I agreed with him, which ostracized me from my colleagues locally and nationally in the news media.
While the bias in the presidential election can be seen as for Obama and against McCain and particularly Sarah Palin, I believe it has evolved into a bias of elitists in the news media looking down on people who are NOT part of the journalists very narrow circle of experiences and friends.
Most journalists dislike -- particularly among decisionmakers -- people without titles. And if you didn't go to their alma mater or one of equal prestige, then you really are a leper. You are considered uneducated, not knowing what is best for you and your community. So let the journalists tell you.

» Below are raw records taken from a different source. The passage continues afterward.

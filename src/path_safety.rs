use std::path::{Component, Path, PathBuf};

use anyhow::{Context, Result};

/// Join a generated file name onto an output root, ensuring it stays within it.
/// Rejects absolute paths and any that escape via `..`; the target itself need
/// not exist yet.
pub fn join_under_root(root: &Path, candidate: &Path) -> Result<PathBuf> {
    if candidate.is_absolute() {
        anyhow::bail!("absolute paths are not allowed: {}", candidate.display());
    }
    if candidate
        .components()
        .any(|c| !matches!(c, Component::Normal(_) | Component::CurDir))
    {
        anyhow::bail!(
            "path escapes root ({}): {}",
            root.display(),
            candidate.display()
        );
    }

    let canon_root = root
        .canonicalize()
        .with_context(|| format!("failed to canonicalize {}", root.display()))?;
    Ok(canon_root.join(candidate))
}
//! Assign path: graph, resources, then events, for one environment.

use crate::{
    config::Config,
    error::Result,
    events::{emit, translate},
    graph::{DependencyGraph, GraphBuilder},
    mapper::ResourceMapper,
    report::BatchReport,
    scope::Scope,
    source::TaskSource,
    store::{EventStore, ResourceStore},
};

/// Build the graph of `scopes` and apply it to `store`.
///
/// Errors that invalidate the whole batch (missing scope, cycle, unknown kind, bad
/// parameters) are returned before the store is touched. Store failures are
/// collected in the report; rerunning the batch picks up where it stopped.
pub fn run_assign<S>(
    source: &dyn TaskSource,
    store: &mut S,
    config: &Config,
    env: &str,
    scopes: &[Scope],
) -> Result<BatchReport>
where
    S: ResourceStore + EventStore + ?Sized,
{
    let graph = GraphBuilder::new(source).build(env, scopes)?;
    tracing::info!(
        "env {env}: {} tasks, {} edges over {} scopes",
        graph.node_count(),
        graph.edge_count(),
        scopes.len()
    );
    assign_graph(&graph, store, config)
}

/// Apply an already built graph.
pub fn assign_graph<S>(
    graph: &DependencyGraph,
    store: &mut S,
    config: &Config,
) -> Result<BatchReport>
where
    S: ResourceStore + EventStore + ?Sized,
{
    // Cycles are fatal before any store call.
    graph.topological_sort()?;

    let mapper = ResourceMapper::new(config);
    let planned = graph
        .tasks()
        .map(|task| mapper.plan(task))
        .collect::<Result<Vec<_>>>()?;

    let mut report = BatchReport::new();
    for resource in &planned {
        mapper.apply(store, resource, &mut report);
    }

    let links = translate(graph.edges());
    emit(store, &links, &mut report);

    tracing::info!("{}", report.summary());
    Ok(report)
}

I've seen this attitude in The Tennessean newsroom most greviously where I worked for a decade, and even in supposed close-to-the-people newsroom of Williamson A.M., its bureau in Franklin, TN. The humor-laden ridicule of the common people and people of faith in their readership was real and disturbing. Yes, there are some notable exceptions in both newsrooms. But the general attitudes there are indicative of the profession in general.
It is hard to write these things. I wish someone else would step forward to testify to this truth. But for the good of the people I love and respect in neighborhood and on Main Street, they need to know how they are viewed. And for the good of my profession to turn around its depressing fortunes, there must be a respect for the people supposedly being served.
A big part of the problem for The Tennessean's supposed leadership is that the people in charge come and go like the latest brand of breakfast cereal or Britney Spears' haircut. They make decisions based on marketing surveys, not knowing the people by getting out among them every day and listening. They don't really want to be among you, no matter what they write in their Sunday Issues' columns. Their decisions really are not to better serve you; profits come first.
The people making the decisions on what you read in your newspaper are mostly white and older. Yes, there are women now. But they also suffer from the same elitist virus.
As far as minorities, the Tennessean just a few months ago had all white people on its list of executives featured at the bottom of the editorial page. The addition recently of an African-American editorial page editor is merely a matter of black window dressing.
That editor has left no legacy beyond his own career of black journalism at The Tennessean. Consider that Nashville has an African-American population of 25% and two historically black universities. So what is happening? The answer is apparent. And that's why black journalists only stay at The Tennessean for a few years, then move on to places with more opportunity for their skills and respect for their experiences.
As far as the presidential elections, liberal bias has a lot to do with McCain and Palin not having the education pedigree and the right inside-the-beltway friends. They don't fit into the elitist crowd. And elitism is what the media generally is about.
On the conservative side, FOXNEWS is trying to deliver payback, not objectivity. But I have to give Bill O'Reilly credit for trying to give both sides, even if his is most impoverished. And the network does try and deliver dueling experts on news segments.
Pity Americans of Hispanic descent. We get no respect from either side, or much air time either. And when we do get noticed as on CNN, it features Hispanic political experts who are Republicans. Yet more than two-thirds of Hispanic voters are Democrats.
Media watchers say that we're headed toward newspapers as in the old days, officially labeled Democrat or Republican. And TV already is there, with MSNBC for liberals, FOX for conservatives, CNN(with the exception of Lou Dobbs) for liberals and NBC for liberals. CBS and ABC are only starting to go left.
Our profession must resist this temptation. It is an easy way out instead of just going out and getting to know real people and their concerns, joys and their heroics. And my profession should take heed from these comments by ABC's Michael S. Malone:
The sheer bias in the print and television coverage of this election campaign is not just bewildering, but appalling. And over the last few months I've found myself slowly moving from shaking my head at the obvious one-sided reporting, to actually shouting at the screen of my television and my laptop computer.
But worst of all, for the last couple weeks, I've begun -- for the first time in my adult life -- to be embarrassed to admit what I do for a living. A few days ago, when asked by a new acquaintance what I did for a living, I replied that I was "a writer," because I couldn't bring myself to admit to a stranger that I'm a journalist.
He's right. It is increasingly an embarrassment to claim to be a journalist. To admit so is to unleash a torrent of complaints from real and good people outside our the elitist clique determining news coverage.
If I have to make a choice, I'll pick the real people outside my profession I am blessed to know. And I hope they'll pick me and my blog and reject a news media that has no desire to know or respect them.